#### WHAT IS NEEDED:
Nothing but an exact repetition of the entries should appear in the answer.

▼

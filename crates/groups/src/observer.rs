use std::collections::BTreeSet;

use async_trait::async_trait;

use crate::error::CollaboratorResult;
use crate::types::{ServerAddress, TableName};

/// Hooks fired before and after each administrative group operation.
///
/// Every method defaults to a no-op, so implementations only override the
/// hooks they care about. An error returned from a hook aborts the operation
/// and is surfaced to its caller.
#[async_trait]
pub trait GroupObserver: Send + Sync + 'static {
    /// Called before servers are moved to `target_group`.
    async fn pre_move_servers(
        &self,
        _servers: &BTreeSet<ServerAddress>,
        _target_group: &str,
    ) -> CollaboratorResult<()> {
        Ok(())
    }

    /// Called once moved servers have been fully drained.
    async fn post_move_servers(
        &self,
        _servers: &BTreeSet<ServerAddress>,
        _target_group: &str,
    ) -> CollaboratorResult<()> {
        Ok(())
    }

    /// Called before tables are pinned to `target_group` (`None` untracks).
    async fn pre_move_tables(
        &self,
        _tables: &BTreeSet<TableName>,
        _target_group: Option<&str>,
    ) -> CollaboratorResult<()> {
        Ok(())
    }

    /// Called after the registry has recorded a table move.
    async fn post_move_tables(
        &self,
        _tables: &BTreeSet<TableName>,
        _target_group: Option<&str>,
    ) -> CollaboratorResult<()> {
        Ok(())
    }

    /// Called before a group is added.
    async fn pre_add_group(&self, _name: &str) -> CollaboratorResult<()> {
        Ok(())
    }

    /// Called after a group is added.
    async fn post_add_group(&self, _name: &str) -> CollaboratorResult<()> {
        Ok(())
    }

    /// Called before a group is removed.
    async fn pre_remove_group(&self, _name: &str) -> CollaboratorResult<()> {
        Ok(())
    }

    /// Called after a group is removed.
    async fn post_remove_group(&self, _name: &str) -> CollaboratorResult<()> {
        Ok(())
    }

    /// Called before a group is balanced.
    async fn pre_balance_group(&self, _name: &str) -> CollaboratorResult<()> {
        Ok(())
    }

    /// Called after a balance run, with whether any placement was applied.
    async fn post_balance_group(&self, _name: &str, _balancer_ran: bool) -> CollaboratorResult<()> {
        Ok(())
    }
}
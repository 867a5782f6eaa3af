use std::collections::BTreeMap;

use async_trait::async_trait;

use crate::error::CollaboratorResult;
use crate::types::{RegionInfo, RegionPlan, ServerAddress};

/// Current assignment handed to a placement algorithm: every candidate server
/// with the regions it hosts (possibly none).
pub type AssignmentSnapshot = BTreeMap<ServerAddress, Vec<RegionInfo>>;

/// Computes a balanced placement for a snapshot.
#[async_trait]
pub trait PlacementAlgorithm: Send + Sync + 'static {
    /// Computes the moves needed to balance `snapshot`. `None` means no change
    /// is needed.
    async fn compute_plan(
        &self,
        snapshot: &AssignmentSnapshot,
    ) -> CollaboratorResult<Option<Vec<RegionPlan>>>;
}
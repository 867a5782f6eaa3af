use thiserror::Error;

/// Result type for collaborator calls.
pub type CollaboratorResult<T> = Result<T, CollaboratorError>;

/// Errors surfaced by any collaborator of the group coordinator.
#[derive(Clone, Debug, Error, PartialEq, Eq)]
pub enum CollaboratorError {
    /// The collaborator could not be reached or failed while serving the call.
    #[error("collaborator unavailable: {0}")]
    Unavailable(String),

    /// The collaborator refused the request.
    #[error("request rejected: {0}")]
    Rejected(String),
}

▲

#### ANSWER SPACE:
filename crates/groups/src/observer.rs
use std::collections::BTreeSet;

use async_trait::async_trait;

use crate::error::CollaboratorResult;
use crate::types::{ServerAddress, TableName};

/// Hooks fired before and after each administrative group operation.
///
/// Every method defaults to a no-op, so implementations only override the
/// hooks they care about. An error returned from a hook aborts the operation
/// and is surfaced to its caller.
#[async_trait]
pub trait GroupObserver: Send + Sync + 'static {
    /// Called before servers are moved to `target_group`.
    async fn pre_move_servers(
        &self,
        _servers: &BTreeSet<ServerAddress>,
        _target_group: &str,
    ) -> CollaboratorResult<()> {
        Ok(())
    }

    /// Called once moved servers have been fully drained.
    async fn post_move_servers(
        &self,
        _servers: &BTreeSet<ServerAddress>,
        _target_group: &str,
    ) -> CollaboratorResult<()> {
        Ok(())
    }

    /// Called before tables are pinned to `target_group` (`None` untracks).
    async fn pre_move_tables(
        &self,
        _tables: &BTreeSet<TableName>,
        _target_group: Option<&str>,
    ) -> CollaboratorResult<()> {
        Ok(())
    }

    /// Called after the registry has recorded a table move.
    async fn post_move_tables(
        &self,
        _tables: &BTreeSet<TableName>,
        _target_group: Option<&str>,
    ) -> CollaboratorResult<()> {
        Ok(())
    }

    /// Called before a group is added.
    async fn pre_add_group(&self, _name: &str) -> CollaboratorResult<()> {
        Ok(())
    }

    /// Called after a group is added.
    async fn post_add_group(&self, _name: &str) -> CollaboratorResult<()> {
        Ok(())
    }

    /// Called before a group is removed.
    async fn pre_remove_group(&self, _name: &str) -> CollaboratorResult<()> {
        Ok(())
    }

    /// Called after a group is removed.
    async fn post_remove_group(&self, _name: &str) -> CollaboratorResult<()> {
        Ok(())
    }

    /// Called before a group is balanced.
    async fn pre_balance_group(&self, _name: &str) -> CollaboratorResult<()> {
        Ok(())
    }

    /// Called after a balance run, with whether any placement was applied.
    async fn post_balance_group(&self, _name: &str, _balancer_ran: bool) -> CollaboratorResult<()> {
        Ok(())
    }
}
repository 867a5782f6eaa3af
use std::collections::BTreeMap;

use async_trait::async_trait;

use crate::error::CollaboratorResult;
use crate::types::{RegionInfo, RegionPlan, ServerAddress};

/// Current assignment handed to a placement algorithm: every candidate server
/// with the regions it hosts (possibly none).
pub type AssignmentSnapshot = BTreeMap<ServerAddress, Vec<RegionInfo>>;

/// Computes a balanced placement for a snapshot.
#[async_trait]
pub trait PlacementAlgorithm: Send + Sync + 'static {
    /// Computes the moves needed to balance `snapshot`. `None` means no change
    /// is needed.
    async fn compute_plan(
        &self,
        snapshot: &AssignmentSnapshot,
    ) -> CollaboratorResult<Option<Vec<RegionPlan>>>;
}
repository 867a5782f6eaa3af
use thiserror::Error;

/// Result type for collaborator calls.
pub type CollaboratorResult<T> = Result<T, CollaboratorError>;

/// Errors surfaced by any collaborator of the group coordinator.
#[derive(Clone, Debug, Error, PartialEq, Eq)]
pub enum CollaboratorError {
    /// The collaborator could not be reached or failed while serving the call.
    #[error("collaborator unavailable: {0}")]
    Unavailable(String),

    /// The collaborator refused the request.
    #[error("request rejected: {0}")]
    Rejected(String),
}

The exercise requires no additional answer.